Organizations and projects provide the main control structure for enterprise customers.
Organization layer
An organization is the top-level container for:
| Area | Typical organization-level ownership |
|---|---|
| Members | Invite, remove, and govern users across the organization |
| Projects | Create project boundaries for teams, environments, or workloads |
| Billing | Own plan, invoices, renewals, and finance contacts |
| Settings | Define organization-wide defaults and governance preferences |
| Security policies | Control SSO, session policy, and other enterprise access requirements |
The organization creator becomes the first Admin.
Project layer
Projects create operational isolation inside one organization.
Use projects to separate:
| Separation target | Example |
|---|---|
| Teams | Support, product, data, internal tools |
| Environments | Development, staging, production |
| Workloads | Chat, extraction, media generation, batch jobs |
| API keys | Different keys for each project or environment |
| Usage views | Cost and usage attribution by owner or product line |
Why projects matter
Projects solve three real problems:
- knowing which usage belongs to which team
- letting project owners manage their own resources
- keeping cost attribution clean
Practical model
One user can belong to multiple organizations and multiple projects.
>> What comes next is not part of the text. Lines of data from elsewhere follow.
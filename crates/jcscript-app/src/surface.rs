use std::collections::{HashMap, HashSet};
use std::sync::mpsc::{self, Receiver, Sender};

use eframe::egui::{self, Color32, ColorImage, FontFamily, FontId, Pos2, Rect, Stroke, TextureHandle};
use jcscript_lang::{Asset, AssetKind, AssetLibrary, Color, DrawingSurface};

// ─── Texture cache ───────────────────────────────────────────────────────────

struct Decoded {
    name: String,
    image: Result<ColorImage, String>,
}

/// Image assets decoded off the UI thread. A bitmap counts as ready only once
/// its texture has been uploaded.
pub struct TextureCache {
    textures: HashMap<String, TextureHandle>,
    pending: HashSet<String>,
    tx: Sender<Decoded>,
    rx: Receiver<Decoded>,
}

impl TextureCache {
    pub fn new() -> Self {
        let (tx, rx) = mpsc::channel();
        Self { textures: HashMap::new(), pending: HashSet::new(), tx, rx }
    }

    /// Forget every texture and start decoding all images in `library`.
    pub fn rebuild(&mut self, library: &AssetLibrary, ctx: &egui::Context) {
        self.textures.clear();
        self.pending.clear();
        for asset in library.iter().filter(|a| a.kind() == AssetKind::Image) {
            self.request(asset, ctx);
        }
    }

    pub fn request(&mut self, asset: &Asset, ctx: &egui::Context) {
        if self.textures.contains_key(&asset.name) || !self.pending.insert(asset.name.clone()) {
            return;
        }
        let tx = self.tx.clone();
        let ctx = ctx.clone();
        let name = asset.name.clone();
        let data = asset.data.clone();
        std::thread::spawn(move || {
            let image = image::load_from_memory(&data)
                .map(|img| {
                    let rgba = img.to_rgba8();
                    let size = [rgba.width() as usize, rgba.height() as usize];
                    ColorImage::from_rgba_unmultiplied(size, rgba.as_raw())
                })
                .map_err(|e| e.to_string());
            if tx.send(Decoded { name, image }).is_ok() {
                ctx.request_repaint();
            }
        });
    }

    /// Upload whatever the decoder threads have finished.
    pub fn poll(&mut self, ctx: &egui::Context) {
        while let Ok(Decoded { name, image }) = self.rx.try_recv() {
            if !self.pending.remove(&name) {
                continue; // superseded by a rebuild
            }
            match image {
                Ok(img) => {
                    let handle = ctx.load_texture(&name, img, egui::TextureOptions::LINEAR);
                    log::debug!("texture `{name}` ready");
                    self.textures.insert(name, handle);
                }
                Err(err) => log::warn!("failed to decode image `{name}`: {err}"),
            }
        }
    }

    pub fn get(&self, name: &str) -> Option<&TextureHandle> {
        self.textures.get(name)
    }
}

// ─── Surface ─────────────────────────────────────────────────────────────────

/// Paints into an egui canvas rect. Script coordinates are logical canvas
/// units; `scale` maps them to points.
pub struct EguiSurface<'a> {
    painter: &'a egui::Painter,
    rect: Rect,
    scale: f32,
    textures: &'a TextureCache,
}

impl<'a> EguiSurface<'a> {
    pub fn new(painter: &'a egui::Painter, rect: Rect, scale: f32, textures: &'a TextureCache) -> Self {
        Self { painter, rect, scale, textures }
    }

    fn pos(&self, x: f64, y: f64) -> Pos2 {
        self.rect.min + egui::vec2(x as f32, y as f32) * self.scale
    }

    fn len(&self, v: f64) -> f32 {
        v as f32 * self.scale
    }
}

pub fn color32(color: &Color) -> Option<Color32> {
    color.to_rgba().map(|[r, g, b, a]| Color32::from_rgba_unmultiplied(r, g, b, a))
}

fn font_family(font: &str) -> FontFamily {
    match font.to_ascii_lowercase().as_str() {
        "monospace" | "mono" | "courier" | "courier new" | "consolas" => FontFamily::Monospace,
        _ => FontFamily::Proportional,
    }
}

impl DrawingSurface for EguiSurface<'_> {
    fn fill_background(&mut self, color: &Color) {
        let Some(c) = color32(color) else { return };
        self.painter.rect_filled(self.rect, 0.0, c);
    }

    fn fill_rect(&mut self, x: f64, y: f64, w: f64, h: f64, rotation: f64, color: &Color) {
        let Some(c) = color32(color) else { return };
        if rotation == 0.0 {
            let r = Rect::from_min_size(self.pos(x, y), egui::vec2(self.len(w), self.len(h)));
            self.painter.rect_filled(r, 0.0, c);
            return;
        }
        // rotate about the center; positive degrees turn clockwise on screen
        let (cx, cy) = (x + w / 2.0, y + h / 2.0);
        let (sin, cos) = rotation.to_radians().sin_cos();
        let corners = [(-w / 2.0, -h / 2.0), (w / 2.0, -h / 2.0), (w / 2.0, h / 2.0), (-w / 2.0, h / 2.0)];
        let points = corners
            .iter()
            .map(|(dx, dy)| self.pos(cx + dx * cos - dy * sin, cy + dx * sin + dy * cos))
            .collect();
        self.painter.add(egui::Shape::convex_polygon(points, c, Stroke::NONE));
    }

    fn fill_circle(&mut self, cx: f64, cy: f64, radius: f64, color: &Color) {
        let Some(c) = color32(color) else { return };
        self.painter.circle_filled(self.pos(cx, cy), self.len(radius), c);
    }

    fn stroke_line(&mut self, x1: f64, y1: f64, x2: f64, y2: f64, width: f64, color: &Color) {
        let Some(c) = color32(color) else { return };
        self.painter.line_segment([self.pos(x1, y1), self.pos(x2, y2)], Stroke::new(self.len(width), c));
    }

    fn bitmap_ready(&self, asset: &Asset) -> bool {
        self.textures.get(&asset.name).is_some()
    }

    fn blit_image(&mut self, asset: &Asset, x: f64, y: f64, w: f64, h: f64) {
        let Some(tex) = self.textures.get(&asset.name) else { return };
        let r = Rect::from_min_size(self.pos(x, y), egui::vec2(self.len(w), self.len(h)));
        let uv = Rect::from_min_max(Pos2::ZERO, egui::pos2(1.0, 1.0));
        self.painter.image(tex.id(), r, uv, Color32::WHITE);
    }

    fn fill_text(&mut self, text: &str, x: f64, y: f64, size: f64, font: &str, color: &Color) {
        let Some(c) = color32(color) else { return };
        // (x, y) is the baseline start, as on an HTML canvas
        self.painter.text(
            self.pos(x, y),
            egui::Align2::LEFT_BOTTOM,
            text,
            FontId::new(self.len(size).max(1.0), font_family(font)),
            c,
        );
    }
}
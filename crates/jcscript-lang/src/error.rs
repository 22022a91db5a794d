use thiserror::Error;

/// Error codes prefixed by phase: L = lexer, P = parser, R = reference,
/// T = type, E = evaluation.
#[derive(Debug, Clone, Copy, PartialEq, Eq)]
pub enum ErrorCode {
    // Lexer
    L001, // unexpected character
    L002, // unterminated string literal
    L003, // invalid escape sequence

    // Parser
    P001, // unexpected token
    P002, // missing expected token

    // Reference
    R001, // unknown entity
    R002, // unknown variable
    R003, // asset path without the required suffix
    R004, // asset not registered, or registered with the wrong kind

    // Type
    T001, // property is not numeric / not supported by this entity kind
    T002, // unknown property
    T003, // invalid timer period

    // Evaluation
    E001, // malformed arithmetic
    E002, // result is not a finite number
}

impl ErrorCode {
    pub fn as_str(&self) -> &'static str {
        match self {
            Self::L001 => "L001",
            Self::L002 => "L002",
            Self::L003 => "L003",
            Self::P001 => "P001",
            Self::P002 => "P002",
            Self::R001 => "R001",
            Self::R002 => "R002",
            Self::R003 => "R003",
            Self::R004 => "R004",
            Self::T001 => "T001",
            Self::T002 => "T002",
            Self::T003 => "T003",
            Self::E001 => "E001",
            Self::E002 => "E002",
        }
    }

    /// Lexer and parser codes describe a line that was never turned into a command.
    pub fn is_syntax(&self) -> bool {
        matches!(self, Self::L001 | Self::L002 | Self::L003 | Self::P001 | Self::P002)
    }
}

impl std::fmt::Display for ErrorCode {
    fn fmt(&self, f: &mut std::fmt::Formatter<'_>) -> std::fmt::Result {
        f.write_str(self.as_str())
    }
}

/// A positioned syntax error produced while tokenizing or parsing one line.
#[derive(Debug, Clone, PartialEq, Error)]
#[error("[{code}] {line}:{column} — {message}")]
pub struct Error {
    pub code: ErrorCode,
    pub line: usize,
    pub column: usize,
    pub message: String,
}

impl Error {
    pub fn new(code: ErrorCode, line: usize, column: usize, message: impl Into<String>) -> Self {
        Self { code, line, column, message: message.into() }
    }
}

// ─────────────────────────────────────────────────────────────────────────────

/// A failure while executing a command. Never crosses the Runtime boundary:
/// the Runtime reports it to the diagnostic sink and moves on.
#[derive(Debug, Clone, PartialEq, Error)]
#[error("[{code}] line {line} — {message}")]
pub struct RuntimeError {
    pub code: ErrorCode,
    pub line: usize,
    pub message: String,
}

impl RuntimeError {
    pub fn new(code: ErrorCode, line: usize, message: impl Into<String>) -> Self {
        Self { code, line, message: message.into() }
    }

    pub fn unknown_entity(line: usize, name: &str) -> Self {
        Self::new(ErrorCode::R001, line, format!("Entity \"{name}\" not found"))
    }

    pub fn unknown_variable(line: usize, name: &str) -> Self {
        Self::new(ErrorCode::R002, line, format!("Variable \"{name}\" is not defined"))
    }
}
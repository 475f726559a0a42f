//! Integration tests for users

use super::*;
use pretty_assertions::assert_eq;
use serde_json::json;

#[tokio::test]
async fn test_get_authenticated_user() {
    let mock_server = setup_mock_server().await;

    mock_with_auth("GET", "/user")
        .respond_with(success_response(json!({"login": "monalisa", "id": 1, "type": "User"})))
        .expect(1)
        .mount(&mock_server)
        .await;

    let client = client_for(&mock_server);
    let (user, _) = client.users().get("").await.unwrap();

    assert_eq!(user.login.as_deref(), Some("monalisa"));
    assert_eq!(
        github::stringify(&user),
        r#"github.User{Login:"monalisa", ID:1, Type:"User"}"#
    );
}

#[tokio::test]
async fn test_get_user_by_login_and_id() {
    let mock_server = setup_mock_server().await;

    mock_with_auth("GET", "/users/octocat")
        .respond_with(success_response(json!({"login": "octocat", "id": 583231})))
        .expect(1)
        .mount(&mock_server)
        .await;
    mock_with_auth("GET", "/user/583231")
        .respond_with(success_response(json!({"login": "octocat", "id": 583231})))
        .expect(1)
        .mount(&mock_server)
        .await;

    let client = client_for(&mock_server);
    let (by_login, _) = client.users().get("octocat").await.unwrap();
    let (by_id, _) = client.users().get_by_id(583231).await.unwrap();

    assert_eq!(by_login, by_id);
}
impl GitHubClientBuilder {
    /// Creates a new builder.
    pub fn new() -> Self {
        Self {
            config_builder: GitHubConfig::builder(),
        }
    }

    /// Sets the base URL.
    pub fn base_url(mut self, url: impl Into<String>) -> Self {
        self.config_builder = self.config_builder.base_url(url);
        self
    }

    /// Sets the authentication method.
    pub fn auth(mut self, auth: AuthMethod) -> Self {
        self.config_builder = self.config_builder.auth(auth);
        self
    }

    /// Sets a bearer token.
    pub fn token(self, token: impl Into<String>) -> Self {
        self.auth(AuthMethod::token(token))
    }

    /// Sets the API version header.
    pub fn api_version(mut self, version: impl Into<String>) -> Self {
        self.config_builder = self.config_builder.api_version(version);
        self
    }

    /// Sets the timeout.
    pub fn timeout(mut self, timeout: std::time::Duration) -> Self {
        self.config_builder = self.config_builder.timeout(timeout);
        self
    }

    /// Sets the User-Agent.
    pub fn user_agent(mut self, ua: impl Into<String>) -> Self {
        self.config_builder = self.config_builder.user_agent(ua);
        self
    }

    /// Builds the client.
    pub fn build(self) -> GitHubResult<GitHubClient> {
        let config = self.config_builder.build()?;
        GitHubClient::new(config)
    }
}

impl Default for GitHubClientBuilder {
    fn default() -> Self {
        Self::new()
    }
}
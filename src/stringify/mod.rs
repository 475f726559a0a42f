//! Deterministic debug rendering for resource types.
//!
//! Every resource struct implements [`Stringify`] (through the
//! `impl_stringify!` macro) and `Display` as a delegation to [`stringify`]:
//!
//! ```
//! use github::{stringify, User};
//!
//! let user = User {
//!     id: Some(123),
//!     name: Some("n".to_string()),
//!     ..Default::default()
//! };
//! assert_eq!(stringify(&user), r#"github.User{ID:123, Name:"n"}"#);
//! assert_eq!(user.to_string(), stringify(&user));
//! ```
//!
//! Rendering rules:
//! - absent optionals render as `<nil>`; present ones render their value
//! - strings are wrapped in double quotes without escaping
//! - sequences render as `[a b]`
//! - records render as `github.Name{Field:value, Field:value}`, skipping
//!   absent optionals and empty sequences
//! - floats use the shortest round-trip digits, switching to exponent form
//!   outside `[1e-4, 1e6)`

use serde_json::Value;
use std::borrow::Cow;
use std::collections::BTreeMap;
use std::fmt::Write;

/// Prefix used for named record types.
pub const PACKAGE_NAME: &str = "github";

/// Rendered form of an absent optional.
pub const NIL: &str = "<nil>";

/// Acronyms rendered fully upper-cased in field labels.
const INITIALISMS: &[&str] = &[
    "acl", "api", "ascii", "cpu", "css", "dns", "eof", "guid", "html", "http", "https", "id", "ip",
    "json", "lhs", "os", "qps", "ram", "rhs", "rpc", "scim", "sha", "sku", "sla", "smtp", "sql",
    "ssh", "tcp", "tls", "ttl", "udp", "ui", "uid", "uri", "url", "utf8", "uuid", "vm", "xml",
    "xmpp", "xsrf", "xss",
];

/// A value with a debug rendering.
pub trait Stringify {
    /// Appends the rendering of `self` to `out`.
    fn write_to(&self, out: &mut String);

    /// Returns true if a record should leave this field out entirely.
    fn is_omitted(&self) -> bool {
        false
    }
}

/// Renders a value to its debug string.
pub fn stringify<T: Stringify + ?Sized>(value: &T) -> String {
    let mut out = String::new();
    value.write_to(&mut out);
    out
}

/// Writes the fields of a record, e.g. `github.User{ID:1, Login:"a"}`.
pub struct RecordWriter<'a> {
    out: &'a mut String,
    has_fields: bool,
}

impl<'a> RecordWriter<'a> {
    /// Starts a record for a named type of this crate.
    pub fn named(out: &'a mut String, type_name: &str) -> Self {
        out.push_str(PACKAGE_NAME);
        out.push('.');
        out.push_str(type_name);
        out.push('{');
        Self {
            out,
            has_fields: false,
        }
    }

    /// Starts a record without a type prefix.
    pub fn anonymous(out: &'a mut String) -> Self {
        out.push('{');
        Self {
            out,
            has_fields: false,
        }
    }

    /// Writes one field unless the value is omitted.
    pub fn field<T: Stringify + ?Sized>(&mut self, label: &str, value: &T) -> &mut Self {
        if value.is_omitted() {
            return self;
        }
        if self.has_fields {
            self.out.push_str(", ");
        }
        self.out.push_str(label);
        self.out.push(':');
        value.write_to(self.out);
        self.has_fields = true;
        self
    }

    /// Closes the record.
    pub fn finish(self) {
        self.out.push('}');
    }
}

/// Converts a snake_case field name to its exported label.
///
/// `html_url` becomes `HTMLURL`, `network_settings_ids` becomes
/// `NetworkSettingsIDs`.
#[doc(hidden)]
pub fn exported_name(field: &str) -> Cow<'static, str> {
    let mut name = String::with_capacity(field.len());
    for part in field.split('_').filter(|p| !p.is_empty()) {
        if INITIALISMS.contains(&part) {
            name.push_str(&part.to_ascii_uppercase());
        } else if let Some(stem) = part.strip_suffix('s').filter(|s| INITIALISMS.contains(s)) {
            name.push_str(&stem.to_ascii_uppercase());
            name.push('s');
        } else {
            let mut chars = part.chars();
            if let Some(first) = chars.next() {
                name.extend(first.to_uppercase());
                name.push_str(chars.as_str());
            }
        }
    }
    Cow::Owned(name)
}

/// Implements [`Stringify`] and `Display` for resource structs.
///
/// Labels default to the exported form of the field name; `field as "Label"`
/// overrides it.
macro_rules! impl_stringify {
    (@label $field:ident) => {
        $crate::stringify::exported_name(stringify!($field))
    };
    (@label $field:ident $label:literal) => {
        ::std::borrow::Cow::<'static, str>::Borrowed($label)
    };
    ($($ty:ident { $($field:ident $(as $label:literal)?),* $(,)? })+) => {
        $(
            impl $crate::stringify::Stringify for $ty {
                fn write_to(&self, out: &mut String) {
                    #[allow(unused_mut)]
                    let mut record = $crate::stringify::RecordWriter::named(out, stringify!($ty));
                    $(
                        record.field(
                            &$crate::stringify::impl_stringify!(@label $field $($label)?),
                            &self.$field,
                        );
                    )*
                    record.finish();
                }
            }

            impl ::std::fmt::Display for $ty {
                fn fmt(&self, f: &mut ::std::fmt::Formatter<'_>) -> ::std::fmt::Result {
                    f.write_str(&$crate::stringify::stringify(self))
                }
            }
        )+
    };
}

/// Declares a closed string enum with serde names, `as_str`, `Display` and
/// [`Stringify`] (rendered as a quoted string).
macro_rules! string_enum {
    (
        $(#[$meta:meta])*
        $vis:vis enum $name:ident {
            $($(#[$vmeta:meta])* $variant:ident => $value:literal),+ $(,)?
        }
    ) => {
        $(#[$meta])*
        #[derive(Debug, Clone, Copy, PartialEq, Eq, Hash, serde::Serialize, serde::Deserialize)]
        $vis enum $name {
            $(
                $(#[$vmeta])*
                #[serde(rename = $value)]
                $variant,
            )+
        }

        impl $name {
            /// Returns the wire value.
            pub fn as_str(&self) -> &'static str {
                match self {
                    $(Self::$variant => $value,)+
                }
            }
        }

        impl ::std::fmt::Display for $name {
            fn fmt(&self, f: &mut ::std::fmt::Formatter<'_>) -> ::std::fmt::Result {
                f.write_str(self.as_str())
            }
        }

        impl $crate::stringify::Stringify for $name {
            fn write_to(&self, out: &mut String) {
                out.push('"');
                out.push_str(self.as_str());
                out.push('"');
            }
        }
    };
}

pub(crate) use impl_stringify;
pub(crate) use string_enum;

impl<T: Stringify> Stringify for Option<T> {
    fn write_to(&self, out: &mut String) {
        match self {
            Some(value) => value.write_to(out),
            None => out.push_str(NIL),
        }
    }

    fn is_omitted(&self) -> bool {
        self.is_none()
    }
}

impl<T: Stringify + ?Sized> Stringify for Box<T> {
    fn write_to(&self, out: &mut String) {
        (**self).write_to(out)
    }

    fn is_omitted(&self) -> bool {
        (**self).is_omitted()
    }
}

impl<T: Stringify + ?Sized> Stringify for &T {
    fn write_to(&self, out: &mut String) {
        (**self).write_to(out)
    }

    fn is_omitted(&self) -> bool {
        (**self).is_omitted()
    }
}

impl<T: Stringify> Stringify for [T] {
    fn write_to(&self, out: &mut String) {
        out.push('[');
        for (i, item) in self.iter().enumerate() {
            if i > 0 {
                out.push(' ');
            }
            item.write_to(out);
        }
        out.push(']');
    }

    fn is_omitted(&self) -> bool {
        self.is_empty()
    }
}

impl<T: Stringify> Stringify for Vec<T> {
    fn write_to(&self, out: &mut String) {
        self.as_slice().write_to(out)
    }

    fn is_omitted(&self) -> bool {
        self.is_empty()
    }
}

impl<V: Stringify> Stringify for BTreeMap<String, V> {
    fn write_to(&self, out: &mut String) {
        out.push_str("map[");
        for (i, (key, value)) in self.iter().enumerate() {
            if i > 0 {
                out.push(' ');
            }
            out.push_str(key);
            out.push(':');
            value.write_to(out);
        }
        out.push(']');
    }

    fn is_omitted(&self) -> bool {
        self.is_empty()
    }
}

impl Stringify for str {
    fn write_to(&self, out: &mut String) {
        out.push('"');
        out.push_str(self);
        out.push('"');
    }
}

impl Stringify for String {
    fn write_to(&self, out: &mut String) {
        self.as_str().write_to(out)
    }
}

impl Stringify for bool {
    fn write_to(&self, out: &mut String) {
        out.push_str(if *self { "true" } else { "false" });
    }
}

/// Raw JSON renders as its compact text.
impl Stringify for Value {
    fn write_to(&self, out: &mut String) {
        let _ = write!(out, "{}", self);
    }

    fn is_omitted(&self) -> bool {
        self.is_null()
    }
}

macro_rules! impl_integer {
    ($($t:ty),*) => {
        $(
            impl Stringify for $t {
                fn write_to(&self, out: &mut String) {
                    let _ = write!(out, "{}", self);
                }
            }
        )*
    };
}

impl_integer!(i8, i16, i32, i64, i128, isize, u8, u16, u32, u64, u128, usize);

macro_rules! impl_float {
    ($($t:ty),*) => {
        $(
            impl Stringify for $t {
                fn write_to(&self, out: &mut String) {
                    if self.is_nan() {
                        out.push_str("NaN");
                    } else if self.is_infinite() {
                        out.push_str(if *self > 0.0 { "+Inf" } else { "-Inf" });
                    } else {
                        write_float(out, &format!("{:e}", self), self);
                    }
                }
            }
        )*
    };
}

impl_float!(f32, f64);

/// Writes a finite float given its shortest scientific form (`1.5e6`).
fn write_float(out: &mut String, scientific: &str, plain: &dyn std::fmt::Display) {
    let (mantissa, exponent) = scientific.split_once('e').unwrap_or((scientific, "0"));
    let exponent: i32 = exponent.parse().unwrap_or(0);
    if (-4..6).contains(&exponent) {
        let _ = write!(out, "{}", plain);
    } else {
        let sign = if exponent < 0 { '-' } else { '+' };
        let _ = write!(out, "{}e{}{:02}", mantissa, sign, exponent.abs());
    }
}
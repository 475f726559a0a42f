//! JSON timestamp wrapper.

use crate::stringify::{Stringify, PACKAGE_NAME};
use chrono::{DateTime, Datelike, SecondsFormat, TimeZone, Utc};
use serde::de::{self, Visitor};
use serde::{Deserialize, Deserializer, Serialize, Serializer};
use std::fmt;

/// Seconds between the Unix epoch and `0001-01-01T00:00:00Z`.
const ZERO_UNIX_SECONDS: i64 = -62_135_596_800;

/// A point in time as sent by the GitHub API.
///
/// Accepts RFC 3339 strings as well as Unix timestamps (seconds, or
/// milliseconds when the value would land past year 3000).
#[derive(Debug, Clone, Copy, PartialEq, Eq, PartialOrd, Ord, Hash)]
pub struct Timestamp(pub DateTime<Utc>);

impl Timestamp {
    /// Wraps a UTC date-time.
    pub fn new(time: DateTime<Utc>) -> Self {
        Self(time)
    }

    /// Builds a timestamp from Unix seconds.
    pub fn from_unix(seconds: i64) -> Option<Self> {
        Utc.timestamp_opt(seconds, 0).single().map(Self)
    }

    /// Returns the wrapped date-time.
    pub fn time(&self) -> DateTime<Utc> {
        self.0
    }

    /// Returns true for the zero instant `0001-01-01 00:00:00 UTC`.
    pub fn is_zero(&self) -> bool {
        self.0.timestamp() == ZERO_UNIX_SECONDS && self.0.timestamp_subsec_nanos() == 0
    }

    fn from_number(value: i64) -> Option<Self> {
        let seconds = Utc.timestamp_opt(value, 0).single();
        match seconds {
            Some(time) if time.year() <= 3000 => Some(Self(time)),
            _ => Utc.timestamp_millis_opt(value).single().map(Self),
        }
    }
}

impl Default for Timestamp {
    fn default() -> Self {
        Self(DateTime::from_timestamp(ZERO_UNIX_SECONDS, 0).unwrap_or_default())
    }
}

impl From<DateTime<Utc>> for Timestamp {
    fn from(time: DateTime<Utc>) -> Self {
        Self(time)
    }
}

/// Renders as `2006-01-02 15:04:05 +0000 UTC`, with fractional seconds when
/// present and trailing zeros trimmed.
impl fmt::Display for Timestamp {
    fn fmt(&self, f: &mut fmt::Formatter<'_>) -> fmt::Result {
        write!(f, "{}", self.0.format("%Y-%m-%d %H:%M:%S"))?;
        let nanos = self.0.timestamp_subsec_nanos();
        if nanos > 0 {
            let fraction = format!("{:09}", nanos);
            write!(f, ".{}", fraction.trim_end_matches('0'))?;
        }
        f.write_str(" +0000 UTC")
    }
}

impl Stringify for Timestamp {
    fn write_to(&self, out: &mut String) {
        out.push_str(PACKAGE_NAME);
        out.push_str(".Timestamp{");
        out.push_str(&self.to_string());
        out.push('}');
    }
}

impl Serialize for Timestamp {
    fn serialize<S: Serializer>(&self, serializer: S) -> Result<S::Ok, S::Error> {
        serializer.serialize_str(&self.0.to_rfc3339_opts(SecondsFormat::AutoSi, true))
    }
}

impl<'de> Deserialize<'de> for Timestamp {
    fn deserialize<D: Deserializer<'de>>(deserializer: D) -> Result<Self, D::Error> {
        deserializer.deserialize_any(TimestampVisitor)
    }
}

struct TimestampVisitor;

impl<'de> Visitor<'de> for TimestampVisitor {
    type Value = Timestamp;

    fn expecting(&self, f: &mut fmt::Formatter<'_>) -> fmt::Result {
        f.write_str("an RFC 3339 string or a Unix timestamp")
    }

    fn visit_i64<E: de::Error>(self, value: i64) -> Result<Timestamp, E> {
        Timestamp::from_number(value)
            .ok_or_else(|| E::custom(format!("timestamp out of range: {}", value)))
    }

    fn visit_u64<E: de::Error>(self, value: u64) -> Result<Timestamp, E> {
        let value = i64::try_from(value)
            .map_err(|_| E::custom(format!("timestamp out of range: {}", value)))?;
        self.visit_i64(value)
    }

    fn visit_str<E: de::Error>(self, value: &str) -> Result<Timestamp, E> {
        DateTime::parse_from_rfc3339(value)
            .map(|time| Timestamp(time.with_timezone(&Utc)))
            .map_err(|e| E::custom(format!("invalid timestamp {:?}: {}", value, e)))
    }
}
A project owner should only see and manage the project context they own, while the organization admin sees the full org.
Suggested project designs
| Company shape | Suggested structure |
|---|---|
| Small team with one product | One organization with separate development, staging, and production projects |
| Multiple product teams | One organization with one project per product or team, plus separate production keys |
| Agency or service provider | Separate organizations or projects per client, depending on billing and access boundaries |
| Security-sensitive deployment | Separate projects for high-risk workloads, with narrower keys and stricter owner review |
What to avoid
| Anti-pattern | Risk |
|---|---|
| One shared production key for every team | Hard to rotate, audit, or attribute usage |
| Mixing development experiments with production workloads | Test spikes can consume production limits or hide incidents |
| Giving every user organization admin access | Key, billing, and member changes become hard to govern |
| Creating too many projects without owners | Alerts, invoices, and usage reports become unclear |
Suggested mental model
Organization owns policy. Project owns execution context.
Before launch, document each project owner, key owner, primary workload, expected spend pattern, and escalation contact.